The selection imposed on a gene with a known function in host recognition as Avr3a may have resulted in a different pattern of sequence polymorphisms in the sampled population in comparison to the other nuclear regions analyzed. However, low genetic diversity was found for this gene. No genetic subdivision could be detected in the Northern Andean region, in contrast with what was found for β-tubulin and Ras. At the amino acid level interesting patterns emerged. Previous studies reported only three polymorphic positions in a sampling of isolates from S. tuberosum from different locations worldwide. Two alleles were characterized based on those amino acid positions, C19 K80 I103 and S19 E80 M103, with avirulent and virulent phenotypes, respectively . Here we report four new allelic variants. Three were only present in the isolates from the southwestern Andes. The natural selection analysis at the amino acid level showed that three out of the nine polymorphic positions were under diversifying selection and two of these were located in the C-terminus region as previously reported . According to the model of interaction of the virulence genes with the host cell, at least two mechanisms could be affected by amino acid substitutions. The first one is the direct or indirect recognition by the resistance protein from the host. Bos et al.  have shown that some mutations leading to specific amino acid substitutions at the position E80K of this protein can be associated with a loss of recognition by the R3a gene product. On the other hand, the replacement of lysine by arginine at the same position of the protein does not affect the cell-death suppression activity of AVR3a . It has been recognized that the variant AVR3aEM produces significantly less hypersensitive response than the other known variants of the gene, producing a virulent phenotype , while the AVR3aKI variant is the most effective in suppressing cell-death in the host . This scenario leads to the possible advantage of maintaining polymorphic residues, which may give the pathogen population different adaptive pathways. The remaining polymorphic positions detected in this study were not under strong positive selection. However, their effect on avirulence on S. tuberosum R3-expressing plants remains to be determined in order to define their potential effect on host resistance at the subspecific level.
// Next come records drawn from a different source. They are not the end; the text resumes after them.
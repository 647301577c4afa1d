use statline_config::{Settings, WidgetItem};
use statline_core::{DisplayStyle, RenderContext};

use crate::{style::StyleTable, Widget};

const STYLES: StyleTable = StyleTable {
    styles: &[
        DisplayStyle::new("folder", "📁"),
        DisplayStyle::new("lightning", "⚡"),
        DisplayStyle::new("chart", "📊"),
        DisplayStyle::new("clock", "🕐"),
        DisplayStyle::new("wrench", "🔧"),
        DisplayStyle::new("gear", "⚙"),
        DisplayStyle::new("brain", "🧠"),
        DisplayStyle::new("page", "📄"),
        DisplayStyle::new("pencil", "✏"),
        DisplayStyle::new("magnifier", "🔍"),
        DisplayStyle::new("flag", "🏁"),
        DisplayStyle::new("eye", "👀"),
    ],
    default: "folder",
    aliases: &[],
    legacy:  &[],
};

#[derive(Debug, Default)]
pub struct IconWidget;

impl IconWidget {
    pub fn new() -> Self {
        Self
    }
}

impl Widget for IconWidget {
    fn default_color(&self) -> &'static str {
        "white"
    }

    fn display_name(&self) -> &'static str {
        "Icon"
    }

    fn description(&self) -> &'static str {
        "Displays a decorative icon"
    }

    fn style_table(&self) -> &'static StyleTable {
        &STYLES
    }

    fn render(
        &self,
        item: &WidgetItem,
        _ctx: &RenderContext,
        _settings: &Settings,
    ) -> Option<String> {
        let icon = STYLES.label(STYLES.resolve(item))?;
        Some(format!(" {icon} "))
    }
}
Polymorphisms of the Avr3a gene may be related to the plant species from which the isolates were collected. Armstrong et al.  reported that 55 isolates of S. tuberosum from different locations in the world contained only two alleles. In this study we found both previously reported haplotypes AVR3aEM (H1) in S. tuberosum as well as in other Solanum species, and AVR3aKI (H3) restricted to S. muricatum. The other four reported variants were not present in S. tuberosum. Because of this, it is required to establish the correlation of each of these variants and their host range. Additionally, the taxonomic status of the P. infestans- related species P. andina should be clarified in order to understand the real sympatry of the two species and their respective contribution of alleles to the population. Furthermore, a more intensive sampling is needed in order to correlate polymorphisms with the host. Finally, the wider picture of the population structure in this region suggests that the low steps in the networks, together with the low genetic diversity of this pathogen and the evidence of the presence of selection in the effector gene, might be consistent with a scenario of random dispersion of new mutations by drift that in some cases might be fixed by selection. We need further research in other populations and more data from effector genes and neutral loci to really understand the Phytophthora infestans diversification process in South America.